It is not a good time to be a Washington Nationals fan. The team — once picked as a World Series favorite — is not so much limping to the end as it is imploding more and more spectacularly as the season’s close draws nearer. After a week that featured a fight between phenom outfielder Bryce Harper and all-grown-up 80’s teen movie villain Jonathan Papelbon, some Nats fans may be wishing baseball had never returned to D.C. a decade ago.
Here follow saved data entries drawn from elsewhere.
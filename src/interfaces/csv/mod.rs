//! CSV input/output for the batch driver.

pub mod balance_writer;
pub mod command_reader;
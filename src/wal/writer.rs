//! WAL Writer
//!
//! Appends transaction records and trims the log once nothing is open.

use std::collections::BTreeSet;
use std::fs::{File, OpenOptions};
use std::io::{Seek, SeekFrom, Write};
use std::path::{Path, PathBuf};

use crate::config::WalSyncStrategy;
use crate::error::{Result, VaultError};

use super::{Record, WalEntry};

/// Writes transaction records to the WAL file
///
/// Intent and commit records are always synced before returning. Release
/// records follow the configured `WalSyncStrategy`.
pub struct WalWriter {
    file: File,
    path: PathBuf,
    /// LSN the next record will get
    next_lsn: u64,
    sync_strategy: WalSyncStrategy,
    /// Release records written since the last sync
    unsynced: usize,
    /// Transactions with an intent but no release yet
    open: BTreeSet<u64>,
}

impl WalWriter {
    /// Create a fresh WAL at `path`, discarding any previous content
    ///
    /// Run `WalRecovery::recover` first: whatever was in the file is gone
    /// once this returns.
    pub fn open(path: &Path, sync_strategy: WalSyncStrategy) -> Result<Self> {
        let file = OpenOptions::new()
            .create(true)
            .read(true)
            .write(true)
            .truncate(true)
            .open(path)?;
        file.sync_all()?;

        Ok(Self {
            file,
            path: path.to_path_buf(),
            next_lsn: 1,
            sync_strategy,
            unsynced: 0,
            open: BTreeSet::new(),
        })
    }

    /// Log the intent of an update. Returns the transaction id.
    pub fn begin(&mut self, name: &str, payload: Vec<u8>) -> Result<u64> {
        let txn = self.next_lsn;
        self.append(Record::Intent {
            txn,
            name: name.to_string(),
            payload,
        })?;
        self.sync()?;
        self.open.insert(txn);
        Ok(txn)
    }

    /// Mark the physical part of `txn` durable
    pub fn commit(&mut self, txn: u64) -> Result<()> {
        self.ensure_open(txn)?;
        self.append(Record::Commit { txn })?;
        self.sync()
    }

    /// Close `txn`; truncates the log when it was the last open transaction
    pub fn release(&mut self, txn: u64) -> Result<()> {
        self.ensure_open(txn)?;
        self.append(Record::Release { txn })?;
        self.open.remove(&txn);

        if self.open.is_empty() {
            return self.truncate();
        }

        self.unsynced += 1;
        match self.sync_strategy {
            WalSyncStrategy::EveryWrite => self.sync()?,
            WalSyncStrategy::EveryNEntries { count } => {
                if self.unsynced >= count {
                    self.sync()?;
                }
            }
        }
        Ok(())
    }

    /// Append a raw record and return its LSN
    pub fn append(&mut self, record: Record) -> Result<u64> {
        let lsn = self.next_lsn;
        let frame = WalEntry::new(lsn, record).serialize()?;
        self.file.write_all(&frame)?;
        self.next_lsn += 1;
        Ok(lsn)
    }

    /// Force sync to disk
    pub fn sync(&mut self) -> Result<()> {
        self.file.sync_data()?;
        self.unsynced = 0;
        Ok(())
    }

    /// Drop every record. LSNs keep increasing.
    pub fn truncate(&mut self) -> Result<()> {
        self.file.set_len(0)?;
        self.file.seek(SeekFrom::Start(0))?;
        self.file.sync_all()?;
        self.unsynced = 0;
        Ok(())
    }

    /// Get the LSN the next record will receive
    pub fn current_lsn(&self) -> u64 {
        self.next_lsn
    }

    /// Transactions still awaiting release
    pub fn open_transactions(&self) -> Vec<u64> {
        self.open.iter().copied().collect()
    }

    pub fn path(&self) -> &Path {
        &self.path
    }

    fn ensure_open(&self, txn: u64) -> Result<()> {
        if self.open.contains(&txn) {
            Ok(())
        } else {
            Err(VaultError::InvalidArgument(format!(
                "WAL transaction {} is not open",
                txn
            )))
        }
    }
}
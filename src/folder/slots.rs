//! Free-slot index
//!
//! Bitmap of occupied slots, grown lazily: words past the end of the vector
//! are implicitly free, so a huge, mostly empty folder costs nothing.

/// Tracks which slots of one folder hold a live sector
#[derive(Debug, Clone, Default)]
pub struct FreeSlots {
    words: Vec<u64>,
    capacity: u64,
    used: u64,
    /// Word index where the next scan starts
    cursor: usize,
}

impl FreeSlots {
    pub fn new(capacity: u64) -> Self {
        Self {
            words: Vec::new(),
            capacity,
            used: 0,
            cursor: 0,
        }
    }

    pub fn capacity(&self) -> u64 {
        self.capacity
    }

    /// Occupied slots
    pub fn used(&self) -> u64 {
        self.used
    }

    pub fn free(&self) -> u64 {
        self.capacity - self.used
    }

    pub fn is_full(&self) -> bool {
        self.used >= self.capacity
    }

    pub fn is_used(&self, index: u64) -> bool {
        let (word, bit) = Self::locate(index);
        self.words
            .get(word)
            .map(|w| (w >> bit) & 1 == 1)
            .unwrap_or(false)
    }

    /// Mark `index` occupied. Returns false if it already was or is out of range.
    pub fn mark_used(&mut self, index: u64) -> bool {
        if index >= self.capacity || self.is_used(index) {
            return false;
        }
        let (word, bit) = Self::locate(index);
        if word >= self.words.len() {
            self.words.resize(word + 1, 0);
        }
        self.words[word] |= 1 << bit;
        self.used += 1;
        true
    }

    /// Mark `index` free. Returns false if it already was.
    pub fn mark_free(&mut self, index: u64) -> bool {
        if !self.is_used(index) {
            return false;
        }
        let (word, bit) = Self::locate(index);
        self.words[word] &= !(1 << bit);
        self.used -= 1;
        if word < self.cursor {
            self.cursor = word;
        }
        true
    }

    /// Next unused slot, scanning forward from the cursor and wrapping once
    pub fn next_free(&mut self) -> Option<u64> {
        if self.is_full() {
            return None;
        }

        let total_words = Self::word_count(self.capacity);
        let start = self.cursor.min(total_words.saturating_sub(1));
        for word in (start..total_words).chain(0..start) {
            let bits = self.words.get(word).copied().unwrap_or(0);
            if bits == u64::MAX {
                continue;
            }
            let index = word as u64 * 64 + bits.trailing_ones() as u64;
            if index < self.capacity {
                self.cursor = word;
                return Some(index);
            }
        }
        None
    }

    /// Lowest unused slot below `limit`
    pub fn first_free_below(&self, limit: u64) -> Option<u64> {
        let limit = limit.min(self.capacity);
        (0..Self::word_count(limit)).find_map(|word| {
            let bits = self.words.get(word).copied().unwrap_or(0);
            let index = word as u64 * 64 + bits.trailing_ones() as u64;
            (bits != u64::MAX && index < limit).then_some(index)
        })
    }

    /// Occupied slot indices `>= start`, ascending
    pub fn used_from(&self, start: u64) -> Vec<u64> {
        let mut out = Vec::new();
        for (word, bits) in self.words.iter().enumerate() {
            let mut bits = *bits;
            while bits != 0 {
                let bit = bits.trailing_zeros() as u64;
                let index = word as u64 * 64 + bit;
                if index >= start {
                    out.push(index);
                }
                bits &= bits - 1;
            }
        }
        out
    }

    /// Change the capacity. Shrinking fails with the first occupied index
    /// that would fall outside the new range.
    pub fn resize(&mut self, capacity: u64) -> Result<(), u64> {
        if capacity < self.capacity {
            if let Some(&index) = self.used_from(capacity).first() {
                return Err(index);
            }
            self.words.truncate(Self::word_count(capacity));
        }
        self.capacity = capacity;
        self.cursor = self.cursor.min(Self::word_count(capacity).saturating_sub(1));
        Ok(())
    }

    fn locate(index: u64) -> (usize, u64) {
        ((index / 64) as usize, index % 64)
    }

    fn word_count(capacity: u64) -> usize {
        capacity.div_ceil(64) as usize
    }
}
//! # SectorVault
//!
//! A crash-safe sector storage engine for a storage host:
//! - Fixed-size, content-addressed sectors with reference-counted dedup
//! - Sectors spread over any number of folders, each one extent file
//! - Write-ahead log making every add/delete/resize atomic across crashes
//! - Lock hierarchy letting unrelated sectors and folders change in parallel
//! - Incremental Merkle roots over per-contract sector lists
//!
//! ## Architecture Overview
//!
//! ```text
//! ┌─────────────────────────────────────────────────────────────┐
//! │                         Engine                               │
//! │     add/read/delete sector · add/resize/delete folder        │
//! └──────┬──────────────────┬──────────────────┬────────────────┘
//!        │                  │                  │
//!        ▼                  ▼                  ▼
//! ┌─────────────┐   ┌───────────────┐   ┌─────────────┐
//! │ LockManager │   │      WAL      │   │  Metadata   │
//! │ structural  │   │ intent/commit │   │  (KV store) │
//! │ folder      │   │ /release      │   └─────────────┘
//! │ sector      │   └───────────────┘
//! └──────┬──────┘
//!        ▼
//! ┌─────────────────────────────┐        ┌─────────────────┐
//! │ FolderRegistry              │        │  MerkleRoots    │
//! │  folder → extent + slots    │        │  ContractRoots  │
//! └─────────────────────────────┘        └─────────────────┘
//! ```

// =============================================================================
// Module Declarations
// =============================================================================

pub mod error;
pub mod config;
pub mod types;

pub mod meta;
pub mod wal;
pub mod folder;
pub mod lock;
pub mod merkle;
pub mod disrupt;
pub mod engine;

// =============================================================================
// Public API Re-exports
// =============================================================================

pub use error::{Result, VaultError};
pub use config::{Config, WalSyncStrategy};
pub use types::{FolderId, Hash, Salt, SectorId};
pub use engine::{Engine, FolderInfo, HostSpace};
pub use merkle::{sector_root, ContractRoots, MerkleRoots};
pub use meta::{MemoryStore, MetadataStore, RocksStore};

// =============================================================================
// Version Info
// =============================================================================

/// Current version of SectorVault
pub const VERSION: &str = env!("CARGO_PKG_VERSION");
For those fans, we turn the clocks back to our December 2001 issue, when the Nats were still the Montreal Expos. Dayn Perry took a look at the team’s relocation chances and why Washington seemed like the perfect fit. In addition to wanting a team in a large metropolitan area, Major League Baseball needed to maintain its legal monopoly over the sport — about which lawmakers might be a little more understanding if they could score some seats. Perry writes:

What D.C. also boasts that competitors such as Charlotte, Las Vegas, and Portland, Oregon, do not is the political advantage that inescapably resides in the nation’s capital. More than campaigning, kissing babies, and lengthy recesses, Congress loves baseball. And while that’s true of most red-blooded Americans, lawmakers have a special reason to want a team. Imagine congressmen being able to give important constituents tickets to a game at a brand-new field next to RFK stadium (the most likely site) that boasts a view of the Capitol Dome over the center field fence. Now imagine lobbyists slipping lawmakers those tickets. (Don’t underestimate the lure of free tickets: In 1999, congressional ethics committees decided that the $98 club seats at Washington’s MCI Center—home to the NBA’s Wizards and NHL’s Capitals—could be “reinterpreted” to cost $49.50 if lawmakers forfeited parking and waitress service, so that lobbyists could slip them tickets without running afoul of the $50 cap on gifts to congressmen.)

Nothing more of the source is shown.